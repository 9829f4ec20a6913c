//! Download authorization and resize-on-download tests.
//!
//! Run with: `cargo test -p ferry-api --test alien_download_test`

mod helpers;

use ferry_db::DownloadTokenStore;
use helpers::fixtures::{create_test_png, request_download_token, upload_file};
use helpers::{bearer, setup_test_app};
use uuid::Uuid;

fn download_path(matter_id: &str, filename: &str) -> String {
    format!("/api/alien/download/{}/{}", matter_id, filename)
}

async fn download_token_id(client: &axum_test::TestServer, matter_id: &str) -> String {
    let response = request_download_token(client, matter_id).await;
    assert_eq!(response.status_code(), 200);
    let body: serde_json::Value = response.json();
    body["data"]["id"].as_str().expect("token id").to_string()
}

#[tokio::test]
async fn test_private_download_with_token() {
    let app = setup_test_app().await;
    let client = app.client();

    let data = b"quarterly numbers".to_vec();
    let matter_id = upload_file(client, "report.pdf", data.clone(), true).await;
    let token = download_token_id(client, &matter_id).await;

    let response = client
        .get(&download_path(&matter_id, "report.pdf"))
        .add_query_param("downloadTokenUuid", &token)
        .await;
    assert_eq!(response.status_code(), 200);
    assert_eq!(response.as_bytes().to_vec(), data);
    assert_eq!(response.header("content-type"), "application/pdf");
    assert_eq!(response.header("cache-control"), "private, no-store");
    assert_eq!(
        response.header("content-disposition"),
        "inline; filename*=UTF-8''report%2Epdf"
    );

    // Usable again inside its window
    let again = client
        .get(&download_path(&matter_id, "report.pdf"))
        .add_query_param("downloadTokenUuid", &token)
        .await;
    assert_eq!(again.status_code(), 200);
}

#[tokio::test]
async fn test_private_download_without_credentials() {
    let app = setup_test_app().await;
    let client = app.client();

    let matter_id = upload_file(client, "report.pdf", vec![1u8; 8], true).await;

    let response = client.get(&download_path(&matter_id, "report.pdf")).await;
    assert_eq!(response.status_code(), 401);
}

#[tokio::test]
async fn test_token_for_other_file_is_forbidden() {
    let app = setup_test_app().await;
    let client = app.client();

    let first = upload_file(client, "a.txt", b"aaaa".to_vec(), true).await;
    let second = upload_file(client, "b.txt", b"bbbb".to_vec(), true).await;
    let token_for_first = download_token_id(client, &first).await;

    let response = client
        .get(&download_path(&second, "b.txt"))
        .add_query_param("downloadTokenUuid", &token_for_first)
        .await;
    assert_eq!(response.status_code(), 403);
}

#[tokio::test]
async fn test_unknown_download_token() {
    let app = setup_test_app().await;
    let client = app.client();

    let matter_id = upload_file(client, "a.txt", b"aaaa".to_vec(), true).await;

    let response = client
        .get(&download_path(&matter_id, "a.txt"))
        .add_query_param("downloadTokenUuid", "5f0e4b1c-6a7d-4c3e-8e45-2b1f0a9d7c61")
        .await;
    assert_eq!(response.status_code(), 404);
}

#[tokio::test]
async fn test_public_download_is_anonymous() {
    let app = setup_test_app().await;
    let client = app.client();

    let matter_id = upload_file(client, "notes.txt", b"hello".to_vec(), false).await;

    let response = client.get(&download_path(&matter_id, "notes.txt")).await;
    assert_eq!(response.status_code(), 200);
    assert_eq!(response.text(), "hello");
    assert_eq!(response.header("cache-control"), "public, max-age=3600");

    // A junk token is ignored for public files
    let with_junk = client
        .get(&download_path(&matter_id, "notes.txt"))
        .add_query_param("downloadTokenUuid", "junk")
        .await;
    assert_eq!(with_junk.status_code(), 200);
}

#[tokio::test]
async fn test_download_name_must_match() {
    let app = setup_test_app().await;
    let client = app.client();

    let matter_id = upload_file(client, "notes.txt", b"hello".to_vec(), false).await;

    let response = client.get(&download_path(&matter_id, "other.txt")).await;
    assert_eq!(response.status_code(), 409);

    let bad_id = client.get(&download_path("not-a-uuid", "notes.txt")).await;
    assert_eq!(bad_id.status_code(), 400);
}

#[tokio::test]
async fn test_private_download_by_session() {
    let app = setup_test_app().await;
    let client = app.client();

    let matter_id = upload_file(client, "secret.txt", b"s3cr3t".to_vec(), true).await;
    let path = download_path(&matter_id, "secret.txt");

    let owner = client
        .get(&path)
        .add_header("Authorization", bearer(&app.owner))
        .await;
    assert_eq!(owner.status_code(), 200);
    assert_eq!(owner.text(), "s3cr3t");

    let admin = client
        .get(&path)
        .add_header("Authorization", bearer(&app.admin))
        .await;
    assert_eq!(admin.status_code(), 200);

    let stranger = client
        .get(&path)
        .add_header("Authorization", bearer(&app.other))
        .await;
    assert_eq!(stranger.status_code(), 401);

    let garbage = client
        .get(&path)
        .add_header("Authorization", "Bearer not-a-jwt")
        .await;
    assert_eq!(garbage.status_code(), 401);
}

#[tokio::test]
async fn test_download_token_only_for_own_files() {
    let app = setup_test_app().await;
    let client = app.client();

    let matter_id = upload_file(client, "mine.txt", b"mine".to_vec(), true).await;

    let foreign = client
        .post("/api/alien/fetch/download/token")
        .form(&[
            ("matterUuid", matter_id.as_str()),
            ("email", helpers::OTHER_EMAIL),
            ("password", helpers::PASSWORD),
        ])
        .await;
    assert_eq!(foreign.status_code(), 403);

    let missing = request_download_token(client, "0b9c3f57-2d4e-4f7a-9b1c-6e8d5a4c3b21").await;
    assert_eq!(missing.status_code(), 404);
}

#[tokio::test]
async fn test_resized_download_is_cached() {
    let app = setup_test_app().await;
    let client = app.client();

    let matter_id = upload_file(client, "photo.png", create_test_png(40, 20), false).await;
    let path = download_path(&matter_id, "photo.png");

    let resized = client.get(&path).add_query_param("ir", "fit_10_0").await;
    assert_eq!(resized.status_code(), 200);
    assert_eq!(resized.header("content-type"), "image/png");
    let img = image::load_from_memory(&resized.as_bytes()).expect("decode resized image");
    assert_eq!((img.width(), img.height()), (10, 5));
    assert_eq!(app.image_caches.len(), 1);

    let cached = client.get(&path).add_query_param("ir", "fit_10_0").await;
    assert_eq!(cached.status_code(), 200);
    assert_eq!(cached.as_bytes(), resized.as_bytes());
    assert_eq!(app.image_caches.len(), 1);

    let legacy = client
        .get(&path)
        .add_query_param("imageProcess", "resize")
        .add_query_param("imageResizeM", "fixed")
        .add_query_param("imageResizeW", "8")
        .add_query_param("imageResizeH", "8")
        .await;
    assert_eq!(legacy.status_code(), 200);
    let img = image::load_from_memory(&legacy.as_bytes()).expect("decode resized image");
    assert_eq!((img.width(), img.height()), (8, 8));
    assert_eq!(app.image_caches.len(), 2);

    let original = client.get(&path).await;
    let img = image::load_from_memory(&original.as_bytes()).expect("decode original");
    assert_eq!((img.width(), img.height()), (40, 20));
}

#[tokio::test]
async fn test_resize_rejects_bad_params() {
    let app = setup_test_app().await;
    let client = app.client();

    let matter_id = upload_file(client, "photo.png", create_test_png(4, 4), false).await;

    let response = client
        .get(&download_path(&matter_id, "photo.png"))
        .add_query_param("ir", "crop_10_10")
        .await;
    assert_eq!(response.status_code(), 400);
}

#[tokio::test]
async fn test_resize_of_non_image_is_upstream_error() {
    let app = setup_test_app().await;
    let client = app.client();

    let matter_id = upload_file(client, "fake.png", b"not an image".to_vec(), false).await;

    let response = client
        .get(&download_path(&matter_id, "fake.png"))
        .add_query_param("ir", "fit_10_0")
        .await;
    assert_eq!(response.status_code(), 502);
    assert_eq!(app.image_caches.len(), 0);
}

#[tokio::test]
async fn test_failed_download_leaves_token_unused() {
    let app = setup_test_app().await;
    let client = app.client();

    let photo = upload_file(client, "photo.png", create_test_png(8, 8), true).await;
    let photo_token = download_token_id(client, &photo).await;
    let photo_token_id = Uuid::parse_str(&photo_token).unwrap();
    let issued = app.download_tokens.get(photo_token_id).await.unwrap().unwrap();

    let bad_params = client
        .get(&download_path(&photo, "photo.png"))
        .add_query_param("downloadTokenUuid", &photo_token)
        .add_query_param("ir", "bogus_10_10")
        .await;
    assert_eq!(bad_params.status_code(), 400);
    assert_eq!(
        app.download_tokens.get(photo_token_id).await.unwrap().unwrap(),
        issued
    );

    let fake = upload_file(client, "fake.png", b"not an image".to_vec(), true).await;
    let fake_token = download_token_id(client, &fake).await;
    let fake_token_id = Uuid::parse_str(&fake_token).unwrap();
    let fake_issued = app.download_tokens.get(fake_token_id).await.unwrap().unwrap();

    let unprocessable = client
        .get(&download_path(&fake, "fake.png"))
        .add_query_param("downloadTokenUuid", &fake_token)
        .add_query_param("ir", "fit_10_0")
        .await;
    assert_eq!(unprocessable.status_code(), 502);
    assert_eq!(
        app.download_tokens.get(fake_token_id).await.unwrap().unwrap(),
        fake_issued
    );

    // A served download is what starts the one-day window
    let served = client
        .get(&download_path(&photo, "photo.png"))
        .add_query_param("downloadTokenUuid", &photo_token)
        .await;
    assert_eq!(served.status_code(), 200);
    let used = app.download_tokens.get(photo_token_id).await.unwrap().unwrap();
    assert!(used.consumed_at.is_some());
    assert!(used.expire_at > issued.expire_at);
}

-=-=-=-=-

● **What is expected**
For the string "body", count the lines of the entries above that include it; answer with the number only.

● **Answer section**
2